Subject to such policies as the Board of Trustees may determine and consistent
with Section 28(e) of the Securities Exchange Act of 1934, as amended, the
Manager shall not be deemed to have acted unlawfully or to have breached any
duty created by this Agreement or otherwise solely by reason of its having
caused the Series to pay a broker-dealer for effecting a portfolio investment
transaction in excess of the amount of commission another broker-dealer would
have charged for effecting that transaction, if the Manager determines in good
faith that such amount of commission was reasonable in relation to the value of
the brokerage and research services provided by such broker-dealer, viewed in
terms of either that particular transaction or the Manager's overall
responsibilities with respect to the Series and to its other clients as to which
it exercises investment discretion. To the extent consistent with these
standards and in accordance with Section 11(a) of the Securities Exchange Act of
1934 and Rule lla2-2(T) thereunder, the Manager is further authorized to
allocate the orders placed by it on behalf of the Series to the Manager if it is
registered as a broker-dealer with the SEC, to an affiliated broker-dealer, or
to such brokers and dealers who also provide research or statistical material or
other services to the Series, the Manager or an affiliate of the Manager. Such
allocation shall be in such amounts and proportions as the Manager shall
determine consistent with the above standards, and the Manager will report on
said allocation regularly to the Board of Trustees of the Trust indicating the
broker-dealers to which such allocations have been made and the basis therefor.

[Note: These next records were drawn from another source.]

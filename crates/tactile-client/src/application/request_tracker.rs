//! Request/response correlation.
//!
//! # How replies find their caller (for beginners)
//!
//! ```text
//! prepare(Ping)                       on_reply_received(Ok{Id:7})
//!   id = 7                              pending[7] found
//!   pending[7] = oneshot tx   ───►      tx.send(Ok)  ───►  PendingReply resolves
//!   return (text, PendingReply)
//! ```
//!
//! The slot is inserted before the encoded text is handed back, so a reply
//! can never arrive for an id that is not yet registered.  Id allocation and
//! insertion happen under one lock: concurrent callers get strictly
//! increasing ids in the same order the table sees them.  A `PendingReply`
//! dropped before its reply arrives takes its slot out of the table.

use std::collections::HashMap;
use std::future::Future;
use std::pin::Pin;
use std::sync::{Arc, Mutex, MutexGuard, Weak};
use std::task::{Context, Poll};

use tactile_core::protocol::MessageIdCounter;
use tactile_core::{encode_message, ErrorCode, Message, MessageVersion, SERVER_MESSAGE_ID};
use thiserror::Error;
use tokio::sync::oneshot;
use tracing::{debug, warn};

/// Why a request did not produce a successful reply.
#[derive(Debug, Clone, PartialEq, Eq, Error)]
pub enum RequestError {
    /// The server answered with an `Error` message.
    #[error("server error {code}: {message}")]
    Server { code: ErrorCode, message: String },

    /// The connection closed before the reply arrived.
    #[error("connection closed before request {id} was answered")]
    ConnectionClosed { id: u32 },

    /// The reply arrived but could not be decoded.
    #[error("reply to request {id} could not be decoded: {reason}")]
    InvalidReply { id: u32, reason: String },

    /// The tracker was already closed when the request was prepared.
    #[error("not connected")]
    NotConnected,
}

type ReplySlot = oneshot::Sender<Result<Message, RequestError>>;

struct Table {
    pending: HashMap<u32, ReplySlot>,
    closed: bool,
}

/// Assigns ids to outgoing requests and routes replies back to them.
pub struct RequestTracker {
    ids: MessageIdCounter,
    table: Arc<Mutex<Table>>,
    version: MessageVersion,
}

impl RequestTracker {
    /// A tracker that encodes requests for a peer speaking `version`.
    pub fn new(version: MessageVersion) -> Self {
        Self {
            ids: MessageIdCounter::new(),
            table: Arc::new(Mutex::new(Table {
                pending: HashMap::new(),
                closed: false,
            })),
            version,
        }
    }

    /// Stamps `msg` with a fresh id, registers a reply slot, and returns the
    /// encoded frame together with the future that resolves on reply.
    ///
    /// # Errors
    ///
    /// [`RequestError::NotConnected`] after [`close`](Self::close).
    pub fn prepare(&self, mut msg: Message) -> Result<(String, PendingReply), RequestError> {
        let (tx, rx) = oneshot::channel();
        let id = {
            let mut table = self.lock();
            if table.closed {
                return Err(RequestError::NotConnected);
            }
            let id = self.ids.next();
            table.pending.insert(id, tx);
            id
        };
        msg.set_id(id);
        debug!("prepared {} with id {id}", msg.name());
        let text = encode_message(&msg, self.version);
        Ok((
            text,
            PendingReply {
                id,
                rx,
                table: Arc::downgrade(&self.table),
            },
        ))
    }

    /// Routes one inbound message.
    ///
    /// Returns the message back when it is not a reply to a pending request:
    /// id 0 events are returned as-is; a nonzero id nobody is waiting for is
    /// turned into an `ERROR_MSG` error event.
    pub fn on_reply_received(&self, msg: Message) -> Option<Message> {
        let id = msg.id();
        if id == SERVER_MESSAGE_ID {
            return Some(msg);
        }

        let slot = self.lock().pending.remove(&id);
        let Some(slot) = slot else {
            warn!("{} with id {id} matches no pending request", msg.name());
            return Some(Message::error(
                SERVER_MESSAGE_ID,
                ErrorCode::Message,
                format!("reply {} has unknown id {id}", msg.name()),
            ));
        };

        let outcome = match msg {
            Message::Error(e) => Err(RequestError::Server {
                code: e.error_code,
                message: e.error_message,
            }),
            other => Ok(other),
        };
        // The caller may have given up on the reply; that is fine.
        let _ = slot.send(outcome);
        None
    }

    /// Fails the pending request `id` with `error`.  Returns `false` if no
    /// request with that id is waiting.
    pub fn fail(&self, id: u32, error: RequestError) -> bool {
        let Some(slot) = self.lock().pending.remove(&id) else {
            return false;
        };
        let _ = slot.send(Err(error));
        true
    }

    /// Fails every pending request and refuses new ones.
    pub fn close(&self) {
        let drained: Vec<(u32, ReplySlot)> = {
            let mut table = self.lock();
            table.closed = true;
            table.pending.drain().collect()
        };
        for (id, slot) in drained {
            let _ = slot.send(Err(RequestError::ConnectionClosed { id }));
        }
    }

    /// Number of requests still awaiting a reply.
    pub fn pending_count(&self) -> usize {
        self.lock().pending.len()
    }

    pub fn is_closed(&self) -> bool {
        self.lock().closed
    }

    fn lock(&self) -> MutexGuard<'_, Table> {
        lock_table(&self.table)
    }
}

fn lock_table(table: &Mutex<Table>) -> MutexGuard<'_, Table> {
    table.lock().unwrap_or_else(|poisoned| poisoned.into_inner())
}

impl Drop for RequestTracker {
    fn drop(&mut self) {
        self.close();
    }
}

/// Resolves with the reply to one request.
#[derive(Debug)]
pub struct PendingReply {
    id: u32,
    rx: oneshot::Receiver<Result<Message, RequestError>>,
    table: Weak<Mutex<Table>>,
}

impl PendingReply {
    /// Id the request was sent with.
    pub fn id(&self) -> u32 {
        self.id
    }
}

impl Drop for PendingReply {
    fn drop(&mut self) {
        if let Some(table) = self.table.upgrade() {
            lock_table(&table).pending.remove(&self.id);
        }
    }
}

impl Future for PendingReply {
    type Output = Result<Message, RequestError>;

    fn poll(mut self: Pin<&mut Self>, cx: &mut Context<'_>) -> Poll<Self::Output> {
        let id = self.id;
        Pin::new(&mut self.rx)
            .poll(cx)
            .map(|received| received.unwrap_or(Err(RequestError::ConnectionClosed { id })))
    }
}

// ── Tests ─────────────────────────────────────────────────────────────────────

4. Conformity with Applicable Law. The Manager, in the
performance of its duties and obligations under this Agreement, shall act in
conformity with the Registration Statement of the Trust and with the
instructions and directions of the Board of Trustees of the
4
Trust and will conform to, and comply with, the requirements of the 1940 Act and
all other applicable federal and state laws and regulations.

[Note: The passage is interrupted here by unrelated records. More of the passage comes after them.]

//! Message id allocation.
//!
//! Request ids must be nonzero (0 is reserved for server-originated messages)
//! and unique within a connection.  [`MessageIdCounter`] hands them out from an
//! atomic counter so that concurrent callers never observe the same id.

use std::sync::atomic::{AtomicU32, Ordering};

/// Thread-safe, strictly increasing message id generator starting at 1.
///
/// # Example
///
/// ```rust
/// use tactile_core::protocol::sequence::MessageIdCounter;
///
/// let counter = MessageIdCounter::new();
/// assert_eq!(counter.next(), 1);
/// assert_eq!(counter.next(), 2);
/// ```
#[derive(Debug)]
pub struct MessageIdCounter {
    value: AtomicU32,
}

impl MessageIdCounter {
    /// Creates a counter whose first id is 1.
    pub fn new() -> Self {
        Self::starting_at(1)
    }

    /// Creates a counter whose first id is `first`.  A `first` of 0 is bumped to 1.
    pub fn starting_at(first: u32) -> Self {
        Self {
            value: AtomicU32::new(first.max(1)),
        }
    }

    /// Returns the next id and advances the counter.
    ///
    /// On wrap-around the reserved id 0 is skipped.
    pub fn next(&self) -> u32 {
        loop {
            let id = self.value.fetch_add(1, Ordering::Relaxed);
            if id != 0 {
                return id;
            }
        }
    }

    /// Returns the id the next call to [`next`](Self::next) would hand out.
    pub fn peek(&self) -> u32 {
        self.value.load(Ordering::Relaxed).max(1)
    }
}

impl Default for MessageIdCounter {
    fn default() -> Self {
        Self::new()
    }
}

#[cfg(test)]
mod tests {
    use super::*;
    use std::collections::HashSet;
    use std::sync::Arc;

    #[test]
    fn test_first_id_is_one() {
        // Arrange
        let counter = MessageIdCounter::new();

        // Act
        let first = counter.next();

        // Assert
        assert_eq!(first, 1);
    }

    #[test]
    fn test_ids_strictly_increase() {
        let counter = MessageIdCounter::new();
        let a = counter.next();
        let b = counter.next();
        let c = counter.next();
        assert!(a < b && b < c);
    }

    #[test]
    fn test_wraparound_skips_reserved_zero() {
        // Arrange
        let counter = MessageIdCounter::starting_at(u32::MAX);

        // Act
        let last = counter.next();
        let after_wrap = counter.next();

        // Assert
        assert_eq!(last, u32::MAX);
        assert_eq!(after_wrap, 1, "0 is reserved and must be skipped");
    }

    #[test]
    fn test_peek_does_not_advance() {
        let counter = MessageIdCounter::starting_at(5);
        assert_eq!(counter.peek(), 5);
        assert_eq!(counter.next(), 5);
        assert_eq!(counter.peek(), 6);
    }

    #[test]
    fn test_concurrent_callers_never_share_an_id() {
        // Arrange
        let counter = Arc::new(MessageIdCounter::new());

        // Act
        let handles: Vec<_> = (0..4)
            .map(|_| {
                let counter = Arc::clone(&counter);
                std::thread::spawn(move || (0..250).map(|_| counter.next()).collect::<Vec<_>>())
            })
            .collect();
        let ids: Vec<u32> = handles
            .into_iter()
            .flat_map(|h| h.join().unwrap())
            .collect();

        // Assert
        let unique: HashSet<_> = ids.iter().copied().collect();
        assert_eq!(unique.len(), 1000);
        assert!(!unique.contains(&0));
    }
}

5. Exclusivity. The services of the Manager to the
Series under this Agreement are not to be deemed exclusive, and the Manager, or
any affiliate thereof, shall be free to render similar services to other
investment companies and other clients (whether or not their investment
objectives and policies are similar to those of any of the Series) and to engage
in other activities, so long as its services hereunder are not impaired thereby.

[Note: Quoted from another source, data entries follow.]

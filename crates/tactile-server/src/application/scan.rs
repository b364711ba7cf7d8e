//! Scan coordination across discovery back-ends.
//!
//! # Scan cycle (for beginners)
//!
//! ```text
//! StartScanning ──► every back-end .start_scanning()
//!                       │
//!      back-end A finished ──► others still scanning? ──► wait
//!      back-end B finished ──► all idle + not yet sent ──► ScanningFinished
//!      back-end A finished again ──► already sent ──► ignored
//! ```
//!
//! Two guards, kept together under one lock, make the aggregate event fire
//! exactly once per cycle:
//!
//! - `starting` counts start fan-outs in progress, so a back-end that
//!   finishes instantly cannot trigger the aggregate event before the later
//!   back-ends have even been told to start.
//! - `finished_sent` is cleared by every start and set by whoever emits the
//!   aggregate event.
//!
//! The finished check reads both guards and the back-ends' scanning state
//! under the same lock a start takes to open its cycle, so a finished signal
//! can never slip in between the two.

use std::sync::{Arc, Mutex, MutexGuard, RwLock};

use tactile_core::protocol::messages::BareMessage;
use tactile_core::{DeviceError, Message, SERVER_MESSAGE_ID};
use tokio::sync::mpsc;
use tracing::{debug, info, warn};

use super::discovery::DiscoveryBackend;
use super::session::ServerEvent;

struct CycleState {
    starting: u32,
    finished_sent: bool,
}

/// Fans scan requests out to back-ends and aggregates their completion.
pub struct ScanCoordinator {
    backends: RwLock<Vec<Arc<dyn DiscoveryBackend>>>,
    cycle: Mutex<CycleState>,
    events: mpsc::UnboundedSender<ServerEvent>,
}

impl ScanCoordinator {
    pub fn new(events: mpsc::UnboundedSender<ServerEvent>) -> Self {
        Self {
            backends: RwLock::new(Vec::new()),
            cycle: Mutex::new(CycleState {
                starting: 0,
                // No cycle is open until the first start.
                finished_sent: true,
            }),
            events,
        }
    }

    pub fn add_backend(&self, backend: Arc<dyn DiscoveryBackend>) {
        info!("registered discovery back-end {}", backend.name());
        self.backends
            .write()
            .unwrap_or_else(|poisoned| poisoned.into_inner())
            .push(backend);
    }

    pub fn backend_count(&self) -> usize {
        self.snapshot().len()
    }

    /// Tells every back-end to start scanning.
    ///
    /// Every back-end is attempted even if an earlier one fails.
    ///
    /// # Errors
    ///
    /// [`DeviceError::NoDiscoveryBackends`] if none are registered, otherwise
    /// the first back-end failure.
    pub async fn start(&self) -> Result<(), DeviceError> {
        let backends = self.snapshot();
        if backends.is_empty() {
            return Err(DeviceError::NoDiscoveryBackends);
        }

        {
            let mut cycle = self.lock_cycle();
            cycle.starting += 1;
            cycle.finished_sent = false;
        }

        let mut first_error = None;
        for backend in &backends {
            debug!("starting scan on {}", backend.name());
            if let Err(e) = backend.start_scanning().await {
                warn!("back-end {} failed to start scanning: {e}", backend.name());
                first_error.get_or_insert(e);
            }
        }

        {
            let mut cycle = self.lock_cycle();
            cycle.starting = cycle.starting.saturating_sub(1);
        }
        // Finished signals that arrived during the fan-out were deferred.
        self.check_all_finished();

        match first_error {
            Some(e) => Err(e),
            None => Ok(()),
        }
    }

    /// Tells every back-end to stop scanning.
    ///
    /// # Errors
    ///
    /// [`DeviceError::NoDiscoveryBackends`] if none are registered, otherwise
    /// the first back-end failure.
    pub async fn stop(&self) -> Result<(), DeviceError> {
        let backends = self.snapshot();
        if backends.is_empty() {
            return Err(DeviceError::NoDiscoveryBackends);
        }

        let mut first_error = None;
        for backend in &backends {
            debug!("stopping scan on {}", backend.name());
            if let Err(e) = backend.stop_scanning().await {
                warn!("back-end {} failed to stop scanning: {e}", backend.name());
                first_error.get_or_insert(e);
            }
        }

        match first_error {
            Some(e) => Err(e),
            None => Ok(()),
        }
    }

    /// Handles one back-end's finished signal.
    pub fn on_backend_finished(&self, backend: &str) {
        debug!("back-end {backend} finished scanning");
        self.check_all_finished();
    }

    /// `true` while any back-end reports an active scan.
    pub fn is_scanning(&self) -> bool {
        self.snapshot().iter().any(|b| b.is_scanning())
    }

    fn check_all_finished(&self) {
        let mut cycle = self.lock_cycle();
        if cycle.starting > 0 || cycle.finished_sent || self.is_scanning() {
            return;
        }
        cycle.finished_sent = true;
        drop(cycle);

        info!("all discovery back-ends finished scanning");
        let finished = Message::ScanningFinished(BareMessage::new(SERVER_MESSAGE_ID));
        let _ = self.events.send(ServerEvent::Message(finished));
    }

    fn lock_cycle(&self) -> MutexGuard<'_, CycleState> {
        self.cycle
            .lock()
            .unwrap_or_else(|poisoned| poisoned.into_inner())
    }

    fn snapshot(&self) -> Vec<Arc<dyn DiscoveryBackend>> {
        self.backends
            .read()
            .unwrap_or_else(|poisoned| poisoned.into_inner())
            .clone()
    }
}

6. Documents. The Trust has delivered properly certified
or authenticated copies of each of the following documents to the Manager and
will deliver to it all future amendments and supplements thereto, if any:
(a) certified resolution of the Board of Trustees of the
Trust authorizing the appointment of the Manager and approving the form of this
Agreement;
(b) the Registration Statement as filed with the SEC and
any amendments thereto; and
(c) exhibits, powers of attorney, certificates and any
and all other documents relating to or filed in connection with the Registration
Statement described above.
7. Records. The Manager agrees to maintain and to
preserve for the periods prescribed under the 1940 Act any such records as are
required to be maintained by the Trust with respect to the Series by the 1940
Act. The Manager further agrees that all records which it maintains for each
Series are the property of the Trust and it will promptly surrender any of such
records upon request.
8. Expenses. During the term of this Agreement, the
Manager will pay all expenses incurred by it in connection with its activities
under this Agreement, except such expenses as are assumed by the Trust under
this Agreement and such expenses as are assumed by a Sub-Adviser under its
Sub-Advisory Agreement. The Manager further agrees to pay all fees payable to
the Sub-Advisers, executive salaries and expenses of the Trustees of the Trust
who are employees of the Manager or its affiliates, and office rent of the
Trust. The Trust shall be responsible for all of the other expenses of its
operations, including, without limitation, the management fee payable hereunder;
brokerage commissions; interest; legal fees and expenses of attorneys; fees of
auditors, transfer agents and dividend disbursing agents, custodians and
shareholder servicing agents; the expense of obtaining quotations for
calculating each Series' net asset value; taxes, if any, and the preparation of
the Series' tax returns; cost of stock certificates and any other expenses
(including clerical expenses) of issue, sale, repurchase or redemption of
shares; expenses of registering and qualifying shares of the Series under
federal and state laws and regulations (including the salary of employees of the
Manager engaged in the registering and qualifying of shares of the Series under
federal and state laws and regulations or a pro-rata portion of the salary of
employees to the extent so engaged); salaries of personnel involved in placing
orders for the execution of the Series' portfolio transactions; expenses of
printing and distributing reports, notices and proxy materials to existing
shareholders; expenses of printing and filing reports and other documents filed
with governmental agencies; expenses in connection
5
with shareholder and trustee meetings; expenses of printing and distributing
prospectuses and statements of additional information to existing shareholders;
fees and expenses of Trustees of the Trust who are not employees of the Manager
or any Sub-Adviser, or their affiliates; trade association dues; insurance
premiums; and extraordinary expenses such as litigation expenses. To the extent
the Manager incurs any costs or performs any services which are an obligation of
the Trust, as set forth herein, the Trust shall promptly reimburse the Manager
for such costs and expenses. To the extent the services for which the Trust is
obligated to pay are performed by the Manager, the Manager shall be entitled to
recover from the Trust only to the extent of its costs for such services.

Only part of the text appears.